use bytes::Bytes;
use http_body_util::Full;
use hyper::{Request, StatusCode};
use wsnet_core::mesh::{DirectJoiner, PeerStatus};
use wsnet_tests::{collect, runner_backend, unix_http1, TestDaemon};

#[tokio::test]
async fn test_credentials_are_relayed_to_runner() {
    let (runner, seen) = runner_backend(StatusCode::OK, "username=dev\npassword=secret\n").await;
    let daemon = TestDaemon::start(
        DirectJoiner::new()
            .with_peer(PeerStatus::new("laptop-1", "laptop"), None)
            .with_peer(PeerStatus::new("runner-1", "eu-runner"), Some(runner)),
    )
    .await;

    let req = Request::post("/git-credentials")
        .header("host", "localhost")
        .header("authorization", "Bearer should-be-replaced")
        .body(Full::new(Bytes::from_static(b"protocol=https\nhost=github.com\n")))
        .unwrap();
    let (status, _, body, _) = collect(unix_http1(&daemon.socket_path(), req).await).await;
    assert_eq!(status, StatusCode::OK);
    assert_eq!(&body[..], b"username=dev\npassword=secret\n");

    let seen = seen.lock().unwrap().clone();
    assert_eq!(seen.len(), 1);
    assert_eq!(seen[0].method, "POST");
    assert_eq!(seen[0].path, "/devpod/proj/ws/workspace-git-credentials");
    assert_eq!(seen[0].authorization.as_deref(), Some("Bearer test-key"));
    assert_eq!(&seen[0].body[..], b"protocol=https\nhost=github.com\n");

    daemon.shutdown().await.unwrap();
}

#[tokio::test]
async fn test_runner_status_is_passed_through() {
    let (runner, _) = runner_backend(StatusCode::NOT_FOUND, "no credentials").await;
    let daemon = TestDaemon::start(
        DirectJoiner::new().with_peer(PeerStatus::new("runner-1", "us-runner"), Some(runner)),
    )
    .await;

    let req = Request::get("/git-credentials")
        .header("host", "localhost")
        .body(Full::new(Bytes::new()))
        .unwrap();
    let (status, _, body, _) = collect(unix_http1(&daemon.socket_path(), req).await).await;
    assert_eq!(status, StatusCode::NOT_FOUND);
    assert_eq!(&body[..], b"no credentials");

    daemon.shutdown().await.unwrap();
}

#[tokio::test]
async fn test_offline_runner_is_ignored() {
    let (runner, seen) = runner_backend(StatusCode::OK, "unused").await;
    let mut offline = PeerStatus::new("runner-1", "eu-runner");
    offline.online = false;
    let daemon = TestDaemon::start(DirectJoiner::new().with_peer(offline, Some(runner))).await;

    let req = Request::get("/git-credentials")
        .header("host", "localhost")
        .body(Full::new(Bytes::new()))
        .unwrap();
    let (status, _, body, _) = collect(unix_http1(&daemon.socket_path(), req).await).await;
    assert_eq!(status, StatusCode::INTERNAL_SERVER_ERROR);
    assert_eq!(&body[..], b"no active runner found");
    assert!(seen.lock().unwrap().is_empty());

    daemon.shutdown().await.unwrap();
}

########################################

From the first line to the last, write out the data exactly.

> _Task result_:
use bytes::Bytes;
use http_body_util::Full;
use hyper::{Request, StatusCode};
use wsnet_core::mesh::{DirectJoiner, PeerStatus};
use wsnet_tests::{collect, runner_backend, unix_http1, TestDaemon};

#[tokio::test]
async fn test_credentials_are_relayed_to_runner() {
    let (runner, seen) = runner_backend(StatusCode::OK, "username=dev\npassword=secret\n").await;
    let daemon = TestDaemon::start(
        DirectJoiner::new()
            .with_peer(PeerStatus::new("laptop-1", "laptop"), None)
            .with_peer(PeerStatus::new("runner-1", "eu-runner"), Some(runner)),
    )
    .await;

    let req = Request::post("/git-credentials")
        .header("host", "localhost")
        .header("authorization", "Bearer should-be-replaced")
        .body(Full::new(Bytes::from_static(b"protocol=https\nhost=github.com\n")))
        .unwrap();
    let (status, _, body, _) = collect(unix_http1(&daemon.socket_path(), req).await).await;
    assert_eq!(status, StatusCode::OK);
    assert_eq!(&body[..], b"username=dev\npassword=secret\n");

    let seen = seen.lock().unwrap().clone();
    assert_eq!(seen.len(), 1);
    assert_eq!(seen[0].method, "POST");
    assert_eq!(seen[0].path, "/devpod/proj/ws/workspace-git-credentials");
    assert_eq!(seen[0].authorization.as_deref(), Some("Bearer test-key"));
    assert_eq!(&seen[0].body[..], b"protocol=https\nhost=github.com\n");

    daemon.shutdown().await.unwrap();
}

#[tokio::test]
async fn test_runner_status_is_passed_through() {
    let (runner, _) = runner_backend(StatusCode::NOT_FOUND, "no credentials").await;
    let daemon = TestDaemon::start(
        DirectJoiner::new().with_peer(PeerStatus::new("runner-1", "us-runner"), Some(runner)),
    )
    .await;

    let req = Request::get("/git-credentials")
        .header("host", "localhost")
        .body(Full::new(Bytes::new()))
        .unwrap();
    let (status, _, body, _) = collect(unix_http1(&daemon.socket_path(), req).await).await;
    assert_eq!(status, StatusCode::NOT_FOUND);
    assert_eq!(&body[..], b"no credentials");

    daemon.shutdown().await.unwrap();
}

#[tokio::test]
async fn test_offline_runner_is_ignored() {
    let (runner, seen) = runner_backend(StatusCode::OK, "unused").await;
    let mut offline = PeerStatus::new("runner-1", "eu-runner");
    offline.online = false;
    let daemon = TestDaemon::start(DirectJoiner::new().with_peer(offline, Some(runner))).await;

    let req = Request::get("/git-credentials")
        .header("host", "localhost")
        .body(Full::new(Bytes::new()))
        .unwrap();
    let (status, _, body, _) = collect(unix_http1(&daemon.socket_path(), req).await).await;
    assert_eq!(status, StatusCode::INTERNAL_SERVER_ERROR);
    assert_eq!(&body[..], b"no active runner found");
    assert!(seen.lock().unwrap().is_empty());

    daemon.shutdown().await.unwrap();
}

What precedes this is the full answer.